EXERCISE GOAL >>
Answer with a number only, giving how many lines in the data below include "util".
SOURCE MATERIAL START
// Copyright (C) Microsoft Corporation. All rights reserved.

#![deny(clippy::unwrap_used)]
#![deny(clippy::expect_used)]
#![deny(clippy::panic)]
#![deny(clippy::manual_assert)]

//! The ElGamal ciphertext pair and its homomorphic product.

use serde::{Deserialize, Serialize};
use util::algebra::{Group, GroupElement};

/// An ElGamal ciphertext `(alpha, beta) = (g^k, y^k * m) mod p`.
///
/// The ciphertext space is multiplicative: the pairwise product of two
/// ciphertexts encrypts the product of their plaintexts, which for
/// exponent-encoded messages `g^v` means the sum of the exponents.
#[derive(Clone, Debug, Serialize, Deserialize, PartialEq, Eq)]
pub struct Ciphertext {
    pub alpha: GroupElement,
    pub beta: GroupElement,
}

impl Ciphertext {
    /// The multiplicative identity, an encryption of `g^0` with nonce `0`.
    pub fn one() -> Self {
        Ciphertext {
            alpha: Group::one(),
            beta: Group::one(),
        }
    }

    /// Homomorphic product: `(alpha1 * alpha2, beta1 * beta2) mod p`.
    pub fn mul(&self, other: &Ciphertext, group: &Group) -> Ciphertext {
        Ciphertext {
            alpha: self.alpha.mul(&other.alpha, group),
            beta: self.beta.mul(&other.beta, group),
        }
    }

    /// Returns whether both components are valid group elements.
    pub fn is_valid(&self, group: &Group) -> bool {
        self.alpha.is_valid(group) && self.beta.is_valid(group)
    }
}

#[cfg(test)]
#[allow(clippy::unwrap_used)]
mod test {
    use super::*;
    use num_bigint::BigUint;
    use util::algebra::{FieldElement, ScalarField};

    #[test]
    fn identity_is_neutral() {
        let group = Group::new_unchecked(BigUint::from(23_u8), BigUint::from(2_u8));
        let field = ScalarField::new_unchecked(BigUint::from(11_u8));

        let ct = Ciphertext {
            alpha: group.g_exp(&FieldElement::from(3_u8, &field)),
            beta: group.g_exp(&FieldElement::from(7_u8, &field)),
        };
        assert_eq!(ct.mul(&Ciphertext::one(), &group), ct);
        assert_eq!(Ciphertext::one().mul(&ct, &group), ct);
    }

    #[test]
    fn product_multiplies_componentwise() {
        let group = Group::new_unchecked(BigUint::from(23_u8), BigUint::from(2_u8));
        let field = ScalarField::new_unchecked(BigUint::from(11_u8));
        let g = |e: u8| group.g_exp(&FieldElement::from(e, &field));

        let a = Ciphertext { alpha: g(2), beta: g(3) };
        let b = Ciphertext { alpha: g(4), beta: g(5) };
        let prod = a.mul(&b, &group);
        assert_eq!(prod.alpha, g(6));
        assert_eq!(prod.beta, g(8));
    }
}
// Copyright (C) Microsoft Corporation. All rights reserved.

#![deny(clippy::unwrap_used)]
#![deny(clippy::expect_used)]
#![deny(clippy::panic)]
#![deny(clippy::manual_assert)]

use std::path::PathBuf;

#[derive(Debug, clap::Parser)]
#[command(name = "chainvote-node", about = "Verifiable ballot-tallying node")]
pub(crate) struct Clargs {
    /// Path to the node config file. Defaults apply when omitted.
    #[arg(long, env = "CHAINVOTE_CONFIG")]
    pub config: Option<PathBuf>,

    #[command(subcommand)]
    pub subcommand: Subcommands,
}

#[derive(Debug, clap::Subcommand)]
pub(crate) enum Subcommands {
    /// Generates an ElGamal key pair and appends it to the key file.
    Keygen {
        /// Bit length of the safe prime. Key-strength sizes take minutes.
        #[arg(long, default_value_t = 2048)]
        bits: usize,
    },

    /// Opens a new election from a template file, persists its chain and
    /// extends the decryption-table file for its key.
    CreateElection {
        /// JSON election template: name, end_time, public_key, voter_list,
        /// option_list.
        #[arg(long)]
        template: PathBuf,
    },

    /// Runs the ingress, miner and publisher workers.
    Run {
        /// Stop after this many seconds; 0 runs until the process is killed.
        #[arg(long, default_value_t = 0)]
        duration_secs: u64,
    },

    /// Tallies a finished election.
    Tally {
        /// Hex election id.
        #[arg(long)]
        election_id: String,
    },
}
SOURCE MATERIAL END
SOURCE MATERIAL START
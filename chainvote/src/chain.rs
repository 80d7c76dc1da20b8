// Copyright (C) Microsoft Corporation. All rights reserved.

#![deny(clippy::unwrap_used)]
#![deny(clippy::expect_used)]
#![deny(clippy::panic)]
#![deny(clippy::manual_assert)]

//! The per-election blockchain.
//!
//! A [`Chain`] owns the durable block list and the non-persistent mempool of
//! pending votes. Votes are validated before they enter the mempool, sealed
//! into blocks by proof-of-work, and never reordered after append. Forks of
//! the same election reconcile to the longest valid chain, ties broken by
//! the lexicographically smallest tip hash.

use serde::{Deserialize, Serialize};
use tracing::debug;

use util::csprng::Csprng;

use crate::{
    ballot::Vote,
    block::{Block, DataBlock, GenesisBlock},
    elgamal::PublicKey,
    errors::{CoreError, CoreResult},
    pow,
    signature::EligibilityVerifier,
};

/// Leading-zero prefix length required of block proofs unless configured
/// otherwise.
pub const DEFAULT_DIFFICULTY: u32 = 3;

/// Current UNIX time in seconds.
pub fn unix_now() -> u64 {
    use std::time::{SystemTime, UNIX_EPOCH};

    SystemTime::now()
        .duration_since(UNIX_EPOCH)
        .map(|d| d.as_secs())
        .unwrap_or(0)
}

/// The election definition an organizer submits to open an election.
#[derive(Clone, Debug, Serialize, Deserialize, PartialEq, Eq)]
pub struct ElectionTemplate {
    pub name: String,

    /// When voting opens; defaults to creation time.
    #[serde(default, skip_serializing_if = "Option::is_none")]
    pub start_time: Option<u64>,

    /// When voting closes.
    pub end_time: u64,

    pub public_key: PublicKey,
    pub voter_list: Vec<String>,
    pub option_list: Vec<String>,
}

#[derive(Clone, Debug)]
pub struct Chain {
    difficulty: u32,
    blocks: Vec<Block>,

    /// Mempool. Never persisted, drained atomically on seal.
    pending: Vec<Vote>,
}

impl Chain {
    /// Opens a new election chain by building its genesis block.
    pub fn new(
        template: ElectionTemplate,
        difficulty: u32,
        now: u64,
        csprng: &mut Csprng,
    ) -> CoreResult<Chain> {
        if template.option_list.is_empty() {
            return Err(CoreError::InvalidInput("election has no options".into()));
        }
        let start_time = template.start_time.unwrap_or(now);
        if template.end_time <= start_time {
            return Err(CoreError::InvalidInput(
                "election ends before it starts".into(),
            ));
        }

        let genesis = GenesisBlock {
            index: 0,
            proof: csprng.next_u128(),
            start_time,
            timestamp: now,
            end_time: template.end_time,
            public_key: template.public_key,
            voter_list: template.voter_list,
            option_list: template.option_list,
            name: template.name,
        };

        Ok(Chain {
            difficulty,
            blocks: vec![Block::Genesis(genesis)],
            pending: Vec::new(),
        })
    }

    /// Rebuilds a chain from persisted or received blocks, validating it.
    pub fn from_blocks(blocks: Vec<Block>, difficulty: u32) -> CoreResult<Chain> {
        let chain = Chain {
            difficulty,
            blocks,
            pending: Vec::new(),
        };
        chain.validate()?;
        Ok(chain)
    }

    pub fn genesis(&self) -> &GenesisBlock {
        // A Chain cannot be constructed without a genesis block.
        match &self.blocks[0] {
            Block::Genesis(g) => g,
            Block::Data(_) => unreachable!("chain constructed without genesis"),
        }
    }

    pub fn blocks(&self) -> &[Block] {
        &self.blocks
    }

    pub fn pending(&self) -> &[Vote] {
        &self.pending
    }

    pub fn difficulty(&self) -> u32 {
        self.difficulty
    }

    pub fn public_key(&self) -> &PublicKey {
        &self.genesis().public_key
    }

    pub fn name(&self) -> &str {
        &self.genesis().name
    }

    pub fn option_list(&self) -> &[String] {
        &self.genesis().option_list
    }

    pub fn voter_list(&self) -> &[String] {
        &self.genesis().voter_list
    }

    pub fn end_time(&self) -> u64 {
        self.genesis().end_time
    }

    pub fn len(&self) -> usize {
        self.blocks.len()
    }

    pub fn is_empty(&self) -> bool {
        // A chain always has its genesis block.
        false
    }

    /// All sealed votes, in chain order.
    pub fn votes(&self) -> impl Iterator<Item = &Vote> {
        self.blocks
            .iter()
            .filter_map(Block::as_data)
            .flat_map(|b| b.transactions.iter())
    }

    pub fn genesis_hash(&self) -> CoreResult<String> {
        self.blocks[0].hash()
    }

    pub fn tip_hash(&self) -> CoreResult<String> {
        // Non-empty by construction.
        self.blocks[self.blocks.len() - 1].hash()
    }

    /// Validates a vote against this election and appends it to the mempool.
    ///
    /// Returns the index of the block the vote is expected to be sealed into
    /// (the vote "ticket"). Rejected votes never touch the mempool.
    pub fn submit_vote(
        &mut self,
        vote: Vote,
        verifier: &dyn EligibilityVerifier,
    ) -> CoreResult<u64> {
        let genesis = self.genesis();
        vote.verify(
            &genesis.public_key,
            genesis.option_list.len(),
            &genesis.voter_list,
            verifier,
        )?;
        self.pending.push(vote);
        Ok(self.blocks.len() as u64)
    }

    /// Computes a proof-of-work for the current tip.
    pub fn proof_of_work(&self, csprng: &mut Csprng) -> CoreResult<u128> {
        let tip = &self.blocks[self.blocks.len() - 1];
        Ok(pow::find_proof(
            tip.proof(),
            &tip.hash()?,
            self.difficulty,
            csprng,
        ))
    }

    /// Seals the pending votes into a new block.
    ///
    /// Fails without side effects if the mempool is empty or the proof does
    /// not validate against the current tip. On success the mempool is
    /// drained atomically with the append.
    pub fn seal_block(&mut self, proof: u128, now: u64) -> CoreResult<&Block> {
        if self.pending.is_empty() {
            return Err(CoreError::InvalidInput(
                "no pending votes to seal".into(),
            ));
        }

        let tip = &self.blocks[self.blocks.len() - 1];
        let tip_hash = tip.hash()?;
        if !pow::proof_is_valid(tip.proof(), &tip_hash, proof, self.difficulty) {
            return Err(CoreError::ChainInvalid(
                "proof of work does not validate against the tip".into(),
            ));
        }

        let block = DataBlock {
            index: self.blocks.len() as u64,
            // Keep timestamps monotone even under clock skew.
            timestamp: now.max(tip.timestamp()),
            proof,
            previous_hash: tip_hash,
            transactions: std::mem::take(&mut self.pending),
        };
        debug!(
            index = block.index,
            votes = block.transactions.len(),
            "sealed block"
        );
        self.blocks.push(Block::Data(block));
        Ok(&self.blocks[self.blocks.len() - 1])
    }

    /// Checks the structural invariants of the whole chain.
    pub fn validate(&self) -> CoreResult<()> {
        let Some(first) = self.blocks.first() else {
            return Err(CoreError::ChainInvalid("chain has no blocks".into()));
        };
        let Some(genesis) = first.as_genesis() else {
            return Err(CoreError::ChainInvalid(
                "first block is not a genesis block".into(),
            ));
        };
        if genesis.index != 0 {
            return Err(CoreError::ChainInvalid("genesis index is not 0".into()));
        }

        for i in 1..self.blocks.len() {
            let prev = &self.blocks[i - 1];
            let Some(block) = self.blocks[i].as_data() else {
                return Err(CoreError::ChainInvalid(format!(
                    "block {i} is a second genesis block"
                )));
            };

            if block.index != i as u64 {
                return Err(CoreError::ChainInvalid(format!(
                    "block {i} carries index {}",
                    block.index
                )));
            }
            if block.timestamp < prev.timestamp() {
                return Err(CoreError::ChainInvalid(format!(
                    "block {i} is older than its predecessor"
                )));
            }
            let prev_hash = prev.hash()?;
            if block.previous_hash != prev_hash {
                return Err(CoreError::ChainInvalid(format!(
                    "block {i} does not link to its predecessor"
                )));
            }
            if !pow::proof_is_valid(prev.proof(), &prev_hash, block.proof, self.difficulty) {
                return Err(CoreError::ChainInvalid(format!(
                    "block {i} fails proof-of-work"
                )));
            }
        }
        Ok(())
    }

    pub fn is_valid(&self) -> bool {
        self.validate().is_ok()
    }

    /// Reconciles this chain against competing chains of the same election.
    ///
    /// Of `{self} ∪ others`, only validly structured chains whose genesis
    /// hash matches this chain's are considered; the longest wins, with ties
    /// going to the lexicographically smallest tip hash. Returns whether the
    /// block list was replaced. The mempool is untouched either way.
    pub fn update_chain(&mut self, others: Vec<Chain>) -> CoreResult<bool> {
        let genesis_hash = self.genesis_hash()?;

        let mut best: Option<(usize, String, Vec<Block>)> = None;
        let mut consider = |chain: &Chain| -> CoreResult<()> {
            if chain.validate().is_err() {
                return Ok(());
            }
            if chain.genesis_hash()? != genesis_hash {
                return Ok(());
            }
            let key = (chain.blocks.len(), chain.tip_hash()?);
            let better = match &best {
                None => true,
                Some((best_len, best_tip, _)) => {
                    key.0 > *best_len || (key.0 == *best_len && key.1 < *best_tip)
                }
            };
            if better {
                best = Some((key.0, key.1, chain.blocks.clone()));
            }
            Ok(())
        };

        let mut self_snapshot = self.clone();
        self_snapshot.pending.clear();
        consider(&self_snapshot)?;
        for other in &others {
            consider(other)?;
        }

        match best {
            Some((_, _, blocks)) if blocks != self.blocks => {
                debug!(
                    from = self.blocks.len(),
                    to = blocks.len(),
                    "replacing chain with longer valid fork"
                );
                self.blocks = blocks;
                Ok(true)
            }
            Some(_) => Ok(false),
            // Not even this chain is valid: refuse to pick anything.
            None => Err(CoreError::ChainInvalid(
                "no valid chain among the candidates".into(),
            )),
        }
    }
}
SOURCE MATERIAL END
OUTPUT >>
3